[Entries provided Boundary: Start]

//! Declarative equality selectors
//!
//! Wire form: `{"selector":{"docType":"<kind>","<field>":<value>,...}}`.
//! Only exact equality on scalar values is expressible.

use serde_json::{Map, Value};

use crate::document::DocType;

use super::errors::{QueryError, QueryResult};
use super::filter::PredicateFilter;

/// Field holding the document kind
pub const DOC_TYPE_FIELD: &str = "docType";

/// A single equality predicate (field = value)
#[derive(Debug, Clone, PartialEq)]
pub struct Predicate {
    /// Field name
    pub field: String,
    /// Expected value, compared without coercion
    pub value: Value,
}

impl Predicate {
    /// Create an equality predicate
    pub fn eq(field: impl Into<String>, value: impl Into<Value>) -> Self {
        Self {
            field: field.into(),
            value: value.into(),
        }
    }
}

/// A kind-scoped conjunction of equality predicates.
#[derive(Debug, Clone, PartialEq)]
pub struct Selector {
    doc_type: DocType,
    predicates: Vec<Predicate>,
}

impl Selector {
    /// Selects every document of `doc_type`
    pub fn for_type(doc_type: DocType) -> Self {
        Self {
            doc_type,
            predicates: Vec::new(),
        }
    }

    /// Adds an equality filter
    pub fn filter_eq(mut self, field: impl Into<String>, value: impl Into<Value>) -> Self {
        self.predicates.push(Predicate::eq(field, value));
        self
    }

    /// Returns the kind this selector is scoped to
    pub fn doc_type(&self) -> DocType {
        self.doc_type
    }

    /// Returns the additional predicates, in insertion order
    pub fn predicates(&self) -> &[Predicate] {
        &self.predicates
    }

    /// Returns true if `document` satisfies the kind and every predicate
    pub fn matches(&self, document: &Value) -> bool {
        let kind_matches = document
            .get(DOC_TYPE_FIELD)
            .and_then(Value::as_str)
            .is_some_and(|tag| tag == self.doc_type.as_str());

        kind_matches && PredicateFilter::matches(document, &self.predicates)
    }

    /// Renders the selector in its wire form.
    ///
    /// `docType` comes first, then predicates in insertion order. Values are
    /// JSON-escaped, so caller input cannot alter the selector structure.
    pub fn to_query_string(&self) -> String {
        let mut out = String::with_capacity(64);
        out.push_str("{\"selector\":{\"");
        out.push_str(DOC_TYPE_FIELD);
        out.push_str("\":\"");
        out.push_str(self.doc_type.as_str());
        out.push('"');

        for pred in &self.predicates {
            out.push(',');
            out.push_str(&Value::String(pred.field.clone()).to_string());
            out.push(':');
            out.push_str(&pred.value.to_string());
        }

        out.push_str("}}");
        out
    }

    /// Parses the wire form.
    ///
    /// Rejects: a missing or non-object `selector`, other top-level keys, a
    /// missing or unknown `docType`, and any non-scalar predicate value
    /// (operator objects such as `{"$gt": 1}`, arrays, null).
    pub fn parse(query: &str) -> QueryResult<Self> {
        let root: Value = serde_json::from_str(query)
            .map_err(|e| QueryError::invalid_selector(format!("invalid JSON: {}", e)))?;

        let root = root
            .as_object()
            .ok_or_else(|| QueryError::invalid_selector("query must be a JSON object"))?;

        if let Some(extra) = root.keys().find(|k| k.as_str() != "selector") {
            return Err(QueryError::Unsupported {
                feature: format!("top-level key {}", extra),
            });
        }

        let body = root
            .get("selector")
            .and_then(Value::as_object)
            .ok_or_else(|| QueryError::invalid_selector("missing selector object"))?;

        let doc_type = Self::parse_doc_type(body)?;
        let mut selector = Self::for_type(doc_type);

        for (field, value) in body {
            if field == DOC_TYPE_FIELD {
                continue;
            }
            Self::check_scalar(field, value)?;
            selector.predicates.push(Predicate::eq(field.clone(), value.clone()));
        }

        Ok(selector)
    }

    fn parse_doc_type(body: &Map<String, Value>) -> QueryResult<DocType> {
        let tag = body
            .get(DOC_TYPE_FIELD)
            .ok_or_else(|| QueryError::invalid_selector("selector must constrain docType"))?;

        serde_json::from_value(tag.clone())
            .map_err(|_| QueryError::invalid_selector(format!("unknown docType {}", tag)))
    }

    fn check_scalar(field: &str, value: &Value) -> QueryResult<()> {
        match value {
            Value::String(_) | Value::Number(_) | Value::Bool(_) => Ok(()),
            Value::Object(_) => Err(QueryError::Unsupported {
                feature: format!("operator expression on field {}", field),
            }),
            Value::Array(_) | Value::Null => Err(QueryError::invalid_selector(format!(
                "field {} must compare against a scalar",
                field
            ))),
        }
    }
}
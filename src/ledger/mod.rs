//! In-memory reference ledger for recordledger
//!
//! Provides what the record contract expects from its host: per-transaction
//! key-value access with read-your-own-writes, selector queries over a
//! consistent snapshot, and optimistic concurrency validated at commit.
//!
//! # Transaction Flow
//!
//! 1. `begin` fixes a read view at the highest committed identity
//! 2. Reads record the version they observed; writes are staged
//! 3. `commit` validates the read set against the latest committed versions
//! 4. On success all staged writes land under one new commit identity
//! 5. On conflict nothing is written and the caller resubmits
//!
//! No locks are held between `begin` and `commit`; the world-state mutex
//! only guards individual reads and the validate-and-apply step.
//!
//! A transaction's read view stays registered until it commits, aborts or
//! is dropped. Superseded versions older than the oldest registered view
//! are pruned when their key is next written.

mod checksum;
mod commit;
mod cursor;
mod errors;
mod snapshot;
mod transaction;
mod validation;
mod version;
mod world_state;

use std::path::Path;
use std::sync::Arc;

use parking_lot::Mutex;

use crate::observability::{Event, LedgerMetrics};

pub use commit::{CommitAuthority, CommitAuthorityError, CommitId, ReadView};
pub use cursor::MemoryCursor;
pub use errors::{CommitError, SnapshotError, SnapshotResult, SubmitError};
pub use transaction::{CommitOutcome, Transaction};
pub use validation::{validate_read_set, ReadWriteConflict, ValidationResult};
pub use version::{Version, VersionChain};
pub use world_state::WorldState;

/// Shared, versioned key-value ledger.
#[derive(Debug, Default)]
pub struct Ledger {
    state: Mutex<WorldState>,
    metrics: Arc<LedgerMetrics>,
}

impl Ledger {
    /// Empty ledger
    pub fn new() -> Self {
        Self::default()
    }

    /// Loads the ledger from a snapshot file
    pub fn load_snapshot(path: &Path) -> SnapshotResult<Self> {
        let state = snapshot::load(path)?;
        tracing::info!(
            event = %Event::SnapshotLoaded,
            path = %path.display(),
            keys = state.key_count(),
            highest_commit = state.highest_commit_id().value(),
            "ledger restored from snapshot"
        );
        Ok(Self {
            state: Mutex::new(state),
            metrics: Arc::default(),
        })
    }

    /// Writes the latest committed state to `path`
    pub fn save_snapshot(&self, path: &Path) -> SnapshotResult<()> {
        let state = self.state.lock();
        snapshot::save(&state, path)?;
        tracing::debug!(
            event = %Event::SnapshotSaved,
            path = %path.display(),
            highest_commit = state.highest_commit_id().value(),
            "ledger snapshot written"
        );
        Ok(())
    }

    /// Creates an empty snapshot file; fails if `path` already exists
    pub fn init_snapshot(path: &Path) -> SnapshotResult<()> {
        if path.exists() {
            return Err(SnapshotError::AlreadyExists {
                path: path.to_path_buf(),
            });
        }
        snapshot::save(&WorldState::new(), path)
    }

    /// Starts a transaction reading everything committed so far
    pub fn begin(&self) -> Transaction<'_> {
        let view = self.state.lock().open_view();
        Transaction::new(self, view)
    }

    /// Runs `op` in a fresh transaction and commits it if `op` succeeds.
    ///
    /// A failing `op` aborts the transaction; none of its writes land.
    pub fn submit<T, E, F>(&self, op: F) -> Result<(T, CommitOutcome), SubmitError<E>>
    where
        F: FnOnce(&mut Transaction<'_>) -> Result<T, E>,
    {
        let mut tx = self.begin();
        match op(&mut tx) {
            Ok(value) => {
                let outcome = tx.commit()?;
                Ok((value, outcome))
            }
            Err(e) => {
                tx.abort();
                Err(SubmitError::Aborted(e))
            }
        }
    }

    /// Highest committed identity
    pub fn highest_commit_id(&self) -> CommitId {
        self.state.lock().highest_commit_id()
    }

    /// Latest committed value at `key`, outside any transaction
    pub fn committed_value(&self, key: &str) -> Option<Vec<u8>> {
        self.state.lock().latest(key).map(|v| v.value().to_vec())
    }

    /// Versions retained across all keys
    pub fn version_count(&self) -> usize {
        self.state.lock().version_count()
    }

    /// Operational counters
    pub fn metrics(&self) -> &LedgerMetrics {
        &self.metrics
    }
}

[Entries provided Boundary: End]

- Task to complete -
Can you write out the lines above, from the first one through the one containing "(field = value)", exactly as they appear and nothing more?

- Answer for this exercise -
//! Declarative equality selectors
//!
//! Wire form: `{"selector":{"docType":"<kind>","<field>":<value>,...}}`.
//! Only exact equality on scalar values is expressible.

use serde_json::{Map, Value};

use crate::document::DocType;

use super::errors::{QueryError, QueryResult};
use super::filter::PredicateFilter;

/// Field holding the document kind
pub const DOC_TYPE_FIELD: &str = "docType";

/// A single equality predicate (field = value)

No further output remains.